TASK STATEMENT:
Transcribe the data below verbatim from the line with "repository 5249da1cbe684692" to the line with "parent: (0..n as". Include both of those lines.

GIVEN DATA:

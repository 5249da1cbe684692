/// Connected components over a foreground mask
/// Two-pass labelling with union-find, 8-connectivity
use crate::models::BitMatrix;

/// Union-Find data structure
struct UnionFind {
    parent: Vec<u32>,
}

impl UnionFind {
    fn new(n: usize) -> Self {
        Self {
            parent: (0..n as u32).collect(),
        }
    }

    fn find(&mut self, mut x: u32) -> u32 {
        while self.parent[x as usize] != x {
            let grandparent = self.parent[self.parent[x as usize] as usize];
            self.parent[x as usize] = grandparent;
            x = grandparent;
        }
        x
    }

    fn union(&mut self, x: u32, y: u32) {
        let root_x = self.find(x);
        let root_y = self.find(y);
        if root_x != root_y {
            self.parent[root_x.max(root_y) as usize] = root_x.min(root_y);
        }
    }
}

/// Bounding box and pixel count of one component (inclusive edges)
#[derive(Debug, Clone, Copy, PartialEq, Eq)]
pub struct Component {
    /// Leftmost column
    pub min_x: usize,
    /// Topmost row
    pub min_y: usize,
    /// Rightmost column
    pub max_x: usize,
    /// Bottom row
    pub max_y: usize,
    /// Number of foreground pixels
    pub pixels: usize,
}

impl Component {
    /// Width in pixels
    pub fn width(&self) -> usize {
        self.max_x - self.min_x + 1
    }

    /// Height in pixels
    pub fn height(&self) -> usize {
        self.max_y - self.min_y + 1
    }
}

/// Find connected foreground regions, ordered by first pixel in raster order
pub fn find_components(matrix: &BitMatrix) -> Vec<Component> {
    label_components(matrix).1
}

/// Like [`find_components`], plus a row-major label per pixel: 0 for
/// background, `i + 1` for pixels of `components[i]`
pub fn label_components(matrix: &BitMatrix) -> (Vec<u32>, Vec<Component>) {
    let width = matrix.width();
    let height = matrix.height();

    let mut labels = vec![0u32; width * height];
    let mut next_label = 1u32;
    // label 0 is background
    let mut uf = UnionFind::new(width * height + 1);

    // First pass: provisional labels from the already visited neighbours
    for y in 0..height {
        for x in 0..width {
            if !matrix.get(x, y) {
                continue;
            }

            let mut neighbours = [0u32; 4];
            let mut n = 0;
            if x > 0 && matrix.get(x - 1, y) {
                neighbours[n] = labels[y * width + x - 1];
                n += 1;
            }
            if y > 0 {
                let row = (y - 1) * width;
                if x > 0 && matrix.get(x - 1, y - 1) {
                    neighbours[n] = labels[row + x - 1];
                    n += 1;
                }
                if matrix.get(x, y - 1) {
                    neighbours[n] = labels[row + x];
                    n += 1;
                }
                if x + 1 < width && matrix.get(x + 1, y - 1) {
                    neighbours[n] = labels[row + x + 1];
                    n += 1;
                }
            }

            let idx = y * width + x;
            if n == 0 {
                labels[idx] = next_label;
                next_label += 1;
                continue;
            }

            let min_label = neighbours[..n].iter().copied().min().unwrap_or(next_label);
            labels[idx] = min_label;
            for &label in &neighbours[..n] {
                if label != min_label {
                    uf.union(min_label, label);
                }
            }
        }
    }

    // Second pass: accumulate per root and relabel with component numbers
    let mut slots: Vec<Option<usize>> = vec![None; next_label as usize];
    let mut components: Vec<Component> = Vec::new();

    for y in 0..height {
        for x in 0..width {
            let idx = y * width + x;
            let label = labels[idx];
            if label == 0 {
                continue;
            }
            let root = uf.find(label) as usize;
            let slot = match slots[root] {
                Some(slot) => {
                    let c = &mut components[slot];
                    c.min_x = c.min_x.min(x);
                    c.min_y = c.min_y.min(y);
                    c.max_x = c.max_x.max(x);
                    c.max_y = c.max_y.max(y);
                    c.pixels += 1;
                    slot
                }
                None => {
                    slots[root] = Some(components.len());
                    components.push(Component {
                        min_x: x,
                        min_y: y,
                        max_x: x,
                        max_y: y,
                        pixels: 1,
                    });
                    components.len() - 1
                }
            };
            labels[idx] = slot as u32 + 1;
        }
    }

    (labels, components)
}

* * *

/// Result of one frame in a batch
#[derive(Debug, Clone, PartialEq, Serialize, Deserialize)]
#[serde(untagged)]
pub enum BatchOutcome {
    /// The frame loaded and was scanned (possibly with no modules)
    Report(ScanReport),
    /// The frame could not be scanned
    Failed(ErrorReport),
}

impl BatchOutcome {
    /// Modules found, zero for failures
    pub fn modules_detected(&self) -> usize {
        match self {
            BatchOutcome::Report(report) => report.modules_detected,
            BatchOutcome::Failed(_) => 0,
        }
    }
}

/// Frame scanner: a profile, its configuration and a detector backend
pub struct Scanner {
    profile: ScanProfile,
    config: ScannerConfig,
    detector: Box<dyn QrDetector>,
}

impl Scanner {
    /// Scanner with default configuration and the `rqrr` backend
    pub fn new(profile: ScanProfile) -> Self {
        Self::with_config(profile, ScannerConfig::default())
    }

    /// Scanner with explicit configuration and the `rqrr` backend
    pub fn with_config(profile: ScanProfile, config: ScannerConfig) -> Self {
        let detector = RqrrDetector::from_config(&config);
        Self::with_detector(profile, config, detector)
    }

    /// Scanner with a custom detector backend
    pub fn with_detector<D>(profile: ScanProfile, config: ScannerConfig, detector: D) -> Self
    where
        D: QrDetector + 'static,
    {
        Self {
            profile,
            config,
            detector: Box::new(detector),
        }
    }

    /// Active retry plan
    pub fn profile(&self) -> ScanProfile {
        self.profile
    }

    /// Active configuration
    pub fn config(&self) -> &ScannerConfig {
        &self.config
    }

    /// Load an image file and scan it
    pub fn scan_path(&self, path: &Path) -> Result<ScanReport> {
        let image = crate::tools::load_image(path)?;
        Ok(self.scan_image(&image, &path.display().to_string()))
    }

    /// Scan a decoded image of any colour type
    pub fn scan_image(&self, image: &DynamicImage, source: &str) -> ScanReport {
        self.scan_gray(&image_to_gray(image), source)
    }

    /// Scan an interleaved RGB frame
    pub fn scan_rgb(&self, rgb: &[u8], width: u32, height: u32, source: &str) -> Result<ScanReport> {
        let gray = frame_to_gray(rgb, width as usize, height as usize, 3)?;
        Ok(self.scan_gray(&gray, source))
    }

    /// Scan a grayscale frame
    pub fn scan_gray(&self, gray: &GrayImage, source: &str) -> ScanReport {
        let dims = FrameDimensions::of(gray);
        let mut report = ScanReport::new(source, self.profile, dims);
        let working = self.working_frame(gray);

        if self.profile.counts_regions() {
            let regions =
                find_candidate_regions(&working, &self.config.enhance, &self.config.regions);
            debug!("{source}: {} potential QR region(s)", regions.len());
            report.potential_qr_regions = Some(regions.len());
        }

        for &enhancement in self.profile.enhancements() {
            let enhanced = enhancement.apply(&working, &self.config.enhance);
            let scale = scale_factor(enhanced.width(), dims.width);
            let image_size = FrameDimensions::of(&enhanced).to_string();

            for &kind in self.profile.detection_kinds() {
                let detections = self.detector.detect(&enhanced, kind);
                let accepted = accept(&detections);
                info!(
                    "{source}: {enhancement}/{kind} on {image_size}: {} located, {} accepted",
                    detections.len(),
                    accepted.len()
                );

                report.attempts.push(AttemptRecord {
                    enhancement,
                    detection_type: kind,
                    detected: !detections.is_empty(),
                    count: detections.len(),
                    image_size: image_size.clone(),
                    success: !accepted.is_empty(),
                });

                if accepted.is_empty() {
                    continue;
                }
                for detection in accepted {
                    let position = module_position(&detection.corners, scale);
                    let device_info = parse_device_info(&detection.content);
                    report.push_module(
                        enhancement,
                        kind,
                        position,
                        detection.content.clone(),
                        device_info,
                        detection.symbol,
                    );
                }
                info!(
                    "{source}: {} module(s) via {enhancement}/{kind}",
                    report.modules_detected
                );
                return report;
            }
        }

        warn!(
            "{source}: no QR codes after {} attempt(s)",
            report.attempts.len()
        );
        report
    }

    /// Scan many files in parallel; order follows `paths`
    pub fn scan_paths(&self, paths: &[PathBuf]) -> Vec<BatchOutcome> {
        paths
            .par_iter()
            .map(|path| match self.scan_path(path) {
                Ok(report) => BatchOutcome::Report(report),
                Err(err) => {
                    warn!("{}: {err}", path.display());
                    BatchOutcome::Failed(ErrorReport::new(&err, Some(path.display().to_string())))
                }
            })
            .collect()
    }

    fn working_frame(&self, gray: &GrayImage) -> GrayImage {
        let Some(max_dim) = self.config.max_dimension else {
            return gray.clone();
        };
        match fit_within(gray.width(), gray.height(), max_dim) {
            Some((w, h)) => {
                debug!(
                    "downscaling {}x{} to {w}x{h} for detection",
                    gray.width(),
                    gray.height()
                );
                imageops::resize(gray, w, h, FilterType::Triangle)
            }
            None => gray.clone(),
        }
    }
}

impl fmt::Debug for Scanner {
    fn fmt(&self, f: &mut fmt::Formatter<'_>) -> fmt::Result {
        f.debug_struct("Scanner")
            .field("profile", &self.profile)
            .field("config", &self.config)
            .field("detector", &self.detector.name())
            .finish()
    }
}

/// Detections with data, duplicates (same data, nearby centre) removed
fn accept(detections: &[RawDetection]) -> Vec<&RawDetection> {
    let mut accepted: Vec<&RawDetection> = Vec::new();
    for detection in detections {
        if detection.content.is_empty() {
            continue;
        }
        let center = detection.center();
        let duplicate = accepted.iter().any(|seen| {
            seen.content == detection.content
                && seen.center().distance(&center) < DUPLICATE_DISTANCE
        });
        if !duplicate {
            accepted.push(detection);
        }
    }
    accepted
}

REPLY:
repository 5249da1cbe684692
/// Connected components over a foreground mask
/// Two-pass labelling with union-find, 8-connectivity
use crate::models::BitMatrix;

/// Union-Find data structure
struct UnionFind {
    parent: Vec<u32>,
}

impl UnionFind {
    fn new(n: usize) -> Self {
        Self {
            parent: (0..n as u32).collect(),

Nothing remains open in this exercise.